Yesterday’s New York Times piece by Lorne Manly and Ken Belson on the threat to cable posed by phone companies received a lot of play in the blogosphere. The thrust of the article is that the phone companies are between a rock and a hard place and are pushing into video to save their hides, an effort that is an uphill struggle for the narrowband, non-entertainment-oriented telephone companies. (My favorite quote from the piece comes from Todd Dagres at Spark Capital: he said that the telcos “see their land-line business as an ice cube melting in the sun right now, so they need to become a purveyor of content.”)
This fits right into my analysis of the competitive landscape, but one point missing from the piece is how the cable companies and phone companies face weirdly parallel dynamics. (For more on this, see today’s issue of IP Media Monitor.) Both industries are experiencing losses in their core video customer bases, and both industries can count on high-speed data services for growth.
As the chart on the left depicts (click on thumbnail), the top cable companies (Comcast, Time Warner, Cox, Adelphia, Cablevision, Mediacom and Insight) lost around 400,000 basic cable customers from Q3 03 to Q3 05, with even stalwarts such as Cox experiencing a drop in core video customers. At the same time, however, as the chart also shows, cable’s real growth story is high-speed data, with the top operators increasing their collective broadband subscriber counts from 14.2 at the end of Q3 03 to 22.7 at the end of Q3 05.
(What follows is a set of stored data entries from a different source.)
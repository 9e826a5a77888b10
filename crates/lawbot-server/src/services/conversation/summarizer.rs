use anyhow::{Context, Result};
use std::sync::Arc;
use tracing::debug;

use crate::models::chat::{ChatMessage, ConversationTurn};

use super::manager::LlmProvider;

/// Compresses the turns that came before the current question.
pub struct ConversationSummarizer {
    llm: Arc<dyn LlmProvider>,
    instruction: String,
}

impl ConversationSummarizer {
    pub fn new(llm: Arc<dyn LlmProvider>, instruction: String) -> Self {
        Self { llm, instruction }
    }

    /// Returns an empty summary without calling the model when there is no history.
    pub async fn summarize(&self, history: &[ConversationTurn]) -> Result<String> {
        if history.is_empty() {
            debug!("No prior turns, skipping summarization");
            return Ok(String::new());
        }

        let transcript = flatten_history(history);
        debug!(
            "Summarizing {} prior turns ({} chars)",
            history.len(),
            transcript.chars().count()
        );

        let messages = vec![
            ChatMessage::system(self.instruction.clone()),
            ChatMessage::user(transcript),
        ];

        self.llm
            .complete(&messages)
            .await
            .context("Conversation summarization failed")
    }
}

/// Contents of every turn, both roles, one per line.
pub fn flatten_history(history: &[ConversationTurn]) -> String {
    history
        .iter()
        .map(|turn| turn.content.as_str())
        .collect::<Vec<_>>()
        .join("\n")
}
use super::{DbPool, EmbeddingMatch};
use anyhow::Result;
use pgvector::Vector;
use tracing::debug;

/// Nearest documents of one collection by cosine distance.
///
/// Reads the LangChain PGVector layout: `langchain_pg_collection` names the
/// collections and `langchain_pg_embedding` holds one row per document chunk.
const SIMILARITY_SEARCH_SQL: &str = r#"SELECT
        e.document AS content,
        (e.embedding <=> $2)::float8 AS distance
       FROM langchain_pg_embedding e
       JOIN langchain_pg_collection c ON e.collection_id = c.uuid
       WHERE c.name = $1
       ORDER BY e.embedding <=> $2
       LIMIT $3"#;

pub struct Repository {
    pub pool: DbPool,
}

impl Repository {
    pub fn new(pool: DbPool) -> Self {
        Self { pool }
    }

    pub async fn similarity_search(
        &self,
        collection: &str,
        query_embedding: Vector,
        limit: i64,
    ) -> Result<Vec<EmbeddingMatch>> {
        let matches = sqlx::query_as::<_, EmbeddingMatch>(SIMILARITY_SEARCH_SQL)
            .bind(collection)
            .bind(query_embedding)
            .bind(limit)
            .persistent(false)
            .fetch_all(self.pool.get_pool())
            .await?;

        debug!(
            "Found {} matches in collection {}",
            matches.len(),
            collection
        );

        Ok(matches)
    }
}
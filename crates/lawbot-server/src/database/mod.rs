pub mod models;
pub mod pool;
pub mod repository;

pub use models::*;
pub use pool::DbPool;
pub use repository::Repository;
use axum::extract::FromRef;
use std::sync::Arc;

use crate::services::conversation::{ConversationManager, VectorStore};
use crate::ui::PageRenderer;

/// Application state shared across handlers
#[derive(Clone)]
pub struct AppState {
    pub conversation_manager: Arc<ConversationManager>,
    pub vector_store: Arc<dyn VectorStore>,
    pub renderer: Arc<PageRenderer>,
    pub session_cookie: String,
}

impl FromRef<AppState> for Arc<ConversationManager> {
    fn from_ref(state: &AppState) -> Self {
        state.conversation_manager.clone()
    }
}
The same holds true for the telcos. As the chart on the right shows, from Q3 03 to Q3 05, the top telcos —AT&T (formerly SBC) BellSouth, Verizon and Qwest — lost over 15 million access lines. At the same time, the number of DSL customers climbed from 7.2 million to 15.0 million, providing one of the few true growth areas for the phone companies.
Despite these parallels, the NYT’s piece is on the mark — cable has the upper hand becaused of its bandwidth, which has allowed the industry to swoop into the voice business while telcos are still figuring out the video business.